Are all your water lines running through the softener? Can you maybe route your cold water line away from the softener but still run it through a sediment filter so you can avoid the salts and the rust/iron content and see if that's more stable? Or, at least if you go for the RO, you might want to consider still using a source that hasn't gone through the softener... there are a few factors at play but generally you can assume to waste a bit of water in producing your RO and would be a shame to have so much going through your softener, and causing it to regenerate wastefully, etc.


----------



## GeToChKn (Apr 15, 2011)

Geminiluna said:


> So you're considering the switch to RO because of the attrition in fish and possibly caused by inconsistent water? I think RO will give you the advantage of pure water, but I think, too, that it may become susceptible to swings in parameters due to being so pure. Otherwise, people mix their RO in part with tap water to adjust the gh/kh for more stable/consistent water. But you still have to worry about aging it, measuring it, testing it, etc., so it can become more aggravating than working from the tap.



If you remineralize the RO water using the same dose each time, there is no param swings. Many people use RO water with shrimp and have no problem. You top off your tank during the week or weeks during waterchanges with pure RO water, so your params stay the same since evaporation increases gH/kH, etc, so you top off with pure RO to keep the params the same, then mix mineralized RO for waterchanges to those same params. If anything, using RO lets you keep your params exactly the same.


----------



## ghotifish (Feb 16, 2009)

Thanks everyone. 

Hcancino - thanks for sharing your experiences. Our water is a lower ph than yours, but the sulfur sounds similar. We don't use any dechlorinator either. You haven't found any effects on your fish with your changing water parameters (for instance if the filter is getting old and causing the sulfur smell?)

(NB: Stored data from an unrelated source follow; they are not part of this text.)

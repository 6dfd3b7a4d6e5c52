//! # Clock
//!
//! Time source for entry timestamps and invalidation events. Production code
//! uses [`SystemClock`]; tests drive a [`ManualClock`] forward explicitly.

use std::fmt::Debug;
use std::sync::Arc;
use std::sync::atomic::{AtomicI64, Ordering};
use std::time::Duration;

use chrono::Utc;

/// Source of the current time in epoch milliseconds
pub trait Clock: Send + Sync + Debug {
    fn now_millis(&self) -> i64;
}

/// Shared clock handle
pub type SharedClock = Arc<dyn Clock>;

/// Wall clock
#[derive(Debug, Clone, Copy, Default)]
pub struct SystemClock;

impl Clock for SystemClock {
    fn now_millis(&self) -> i64 {
        Utc::now().timestamp_millis()
    }
}

/// Clock that only moves when told to
#[derive(Debug, Default)]
pub struct ManualClock {
    now: AtomicI64,
}

impl ManualClock {
    pub fn new(start_millis: i64) -> Self {
        Self {
            now: AtomicI64::new(start_millis),
        }
    }

    /// Move the clock forward
    pub fn advance(&self, by: Duration) {
        let millis = i64::try_from(by.as_millis()).unwrap_or(i64::MAX);
        self.now.fetch_add(millis, Ordering::SeqCst);
    }

    pub fn set(&self, millis: i64) {
        self.now.store(millis, Ordering::SeqCst);
    }
}

impl Clock for ManualClock {
    fn now_millis(&self) -> i64 {
        self.now.load(Ordering::SeqCst)
    }
}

Geminiluna - afaik all our water lines are run through the softener, there is a shutoff valve that I suppose I could use, but then the water would have so much iron in it that it would be almost red. Your point about wastage and running the water softener too hard is a good one. The inconvenience of using the RO for water changes is what's stopping me now. I don't mind re-mineralizing, but having a 45 gallon trash can of water sitting around isn't very appealing at all...

Getochkn - yeah, remineralizing doesn't seem too difficult, but the storage seems like a big pain...it's pretty convenient to just hook the python to the faucet and go, have you seen any elegant solutions to this problem?

Thanks again everyone!

Carl


----------



## Hcancino (Jun 18, 2011)

Well to be honest I use the faucet outside for water changes. I don't really know if it goes through our water softener system. I guess I'll find this winter when the faucet outside freezes


----------